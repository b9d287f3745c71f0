//! Source adapter contracts + per-platform normalizers.
//!
//! Every adapter is pure: it turns a raw platform payload into an
//! [`ImportRequest`] and never touches storage.

mod chat;
mod forum;
mod highlight;
mod microblog;
mod video;

use loam_core::{ImportRequest, Platform};
use serde::de::DeserializeOwned;
use serde_json::Value as JsonValue;
use thiserror::Error;

pub use chat::{ChatMessage, ChatTranscriptAdapter, ChatTranscriptPayload};
pub use forum::{ForumComment, ForumPost, ForumThreadAdapter, ForumThreadPayload};
pub use highlight::{HighlightAdapter, HighlightPayload};
pub use microblog::{MicroblogItem, MicroblogThreadAdapter, MicroblogThreadPayload};
pub use video::{
    segment_transcript, split_sentences, TimedText, TranscriptSegment, VideoAdapter, VideoPayload,
    SECONDS_PER_SENTENCE, SENTENCES_PER_SEGMENT,
};

#[derive(Debug, Error)]
pub enum AdapterError {
    #[error("{platform} payload is missing required field `{field}`")]
    MissingField { platform: Platform, field: String },
    #[error("{platform} payload field `{field}` is malformed: {reason}")]
    Malformed {
        platform: Platform,
        field: String,
        reason: String,
    },
    #[error("{platform} payload could not be decoded: {source}")]
    Payload {
        platform: Platform,
        #[source]
        source: serde_json::Error,
    },
}

impl AdapterError {
    /// Name of the offending field, when the failure is tied to one.
    pub fn field(&self) -> Option<&str> {
        match self {
            AdapterError::MissingField { field, .. } | AdapterError::Malformed { field, .. } => {
                Some(field)
            }
            AdapterError::Payload { .. } => None,
        }
    }
}

pub trait SourceAdapter: Send + Sync {
    fn platform(&self) -> Platform;

    fn normalize(&self, raw: &JsonValue) -> Result<ImportRequest, AdapterError>;
}

pub fn adapter_for(platform: Platform) -> &'static dyn SourceAdapter {
    match platform {
        Platform::Video => &VideoAdapter,
        Platform::Highlight => &HighlightAdapter,
        Platform::ForumThread => &ForumThreadAdapter,
        Platform::MicroblogThread => &MicroblogThreadAdapter,
        Platform::ChatTranscript => &ChatTranscriptAdapter,
    }
}

pub fn normalize(platform: Platform, raw: &JsonValue) -> Result<ImportRequest, AdapterError> {
    adapter_for(platform).normalize(raw)
}

fn decode<T: DeserializeOwned>(platform: Platform, raw: &JsonValue) -> Result<T, AdapterError> {
    T::deserialize(raw).map_err(|source| AdapterError::Payload { platform, source })
}

fn missing(platform: Platform, field: impl Into<String>) -> AdapterError {
    AdapterError::MissingField {
        platform,
        field: field.into(),
    }
}

/// Trimmed, non-empty value of a required text field.
fn required<'a>(
    platform: Platform,
    field: impl Into<String>,
    value: Option<&'a str>,
) -> Result<&'a str, AdapterError> {
    value
        .map(str::trim)
        .filter(|v| !v.is_empty())
        .ok_or_else(|| missing(platform, field))
}

fn text_or_none(value: Option<&str>) -> Option<String> {
    value
        .map(str::trim)
        .filter(|v| !v.is_empty())
        .map(ToString::to_string)
}

fn truncate_chars(text: &str, max_chars: usize) -> String {
    let trimmed = text.trim();
    if trimmed.chars().count() <= max_chars {
        return trimmed.to_string();
    }
    let mut out: String = trimmed.chars().take(max_chars).collect();
    out.push('…');
    out
}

* * * * * * * * *

What you are asked to do:
The response has to match the data exactly, line for line.

Solution for this problem:
repository b9d287f3745c71f0
//! Source adapter contracts + per-platform normalizers.
//!
//! Every adapter is pure: it turns a raw platform payload into an
//! [`ImportRequest`] and never touches storage.

mod chat;
mod forum;
mod highlight;
mod microblog;
mod video;

use loam_core::{ImportRequest, Platform};
use serde::de::DeserializeOwned;
use serde_json::Value as JsonValue;
use thiserror::Error;

pub use chat::{ChatMessage, ChatTranscriptAdapter, ChatTranscriptPayload};
pub use forum::{ForumComment, ForumPost, ForumThreadAdapter, ForumThreadPayload};
pub use highlight::{HighlightAdapter, HighlightPayload};
pub use microblog::{MicroblogItem, MicroblogThreadAdapter, MicroblogThreadPayload};
pub use video::{
    segment_transcript, split_sentences, TimedText, TranscriptSegment, VideoAdapter, VideoPayload,
    SECONDS_PER_SENTENCE, SENTENCES_PER_SEGMENT,
};

#[derive(Debug, Error)]
pub enum AdapterError {
    #[error("{platform} payload is missing required field `{field}`")]
    MissingField { platform: Platform, field: String },
    #[error("{platform} payload field `{field}` is malformed: {reason}")]
    Malformed {
        platform: Platform,
        field: String,
        reason: String,
    },
    #[error("{platform} payload could not be decoded: {source}")]
    Payload {
        platform: Platform,
        #[source]
        source: serde_json::Error,
    },
}

impl AdapterError {
    /// Name of the offending field, when the failure is tied to one.
    pub fn field(&self) -> Option<&str> {
        match self {
            AdapterError::MissingField { field, .. } | AdapterError::Malformed { field, .. } => {
                Some(field)
            }
            AdapterError::Payload { .. } => None,
        }
    }
}

pub trait SourceAdapter: Send + Sync {
    fn platform(&self) -> Platform;

    fn normalize(&self, raw: &JsonValue) -> Result<ImportRequest, AdapterError>;
}

pub fn adapter_for(platform: Platform) -> &'static dyn SourceAdapter {
    match platform {
        Platform::Video => &VideoAdapter,
        Platform::Highlight => &HighlightAdapter,
        Platform::ForumThread => &ForumThreadAdapter,
        Platform::MicroblogThread => &MicroblogThreadAdapter,
        Platform::ChatTranscript => &ChatTranscriptAdapter,
    }
}

pub fn normalize(platform: Platform, raw: &JsonValue) -> Result<ImportRequest, AdapterError> {
    adapter_for(platform).normalize(raw)
}

fn decode<T: DeserializeOwned>(platform: Platform, raw: &JsonValue) -> Result<T, AdapterError> {
    T::deserialize(raw).map_err(|source| AdapterError::Payload { platform, source })
}

fn missing(platform: Platform, field: impl Into<String>) -> AdapterError {
    AdapterError::MissingField {
        platform,
        field: field.into(),
    }
}

/// Trimmed, non-empty value of a required text field.
fn required<'a>(
    platform: Platform,
    field: impl Into<String>,
    value: Option<&'a str>,
) -> Result<&'a str, AdapterError> {
    value
        .map(str::trim)
        .filter(|v| !v.is_empty())
        .ok_or_else(|| missing(platform, field))
}

fn text_or_none(value: Option<&str>) -> Option<String> {
    value
        .map(str::trim)
        .filter(|v| !v.is_empty())
        .map(ToString::to_string)
}

fn truncate_chars(text: &str, max_chars: usize) -> String {
    let trimmed = text.trim();
    if trimmed.chars().count() <= max_chars {
        return trimmed.to_string();
    }
    let mut out: String = trimmed.chars().take(max_chars).collect();
    out.push('…');
    out
}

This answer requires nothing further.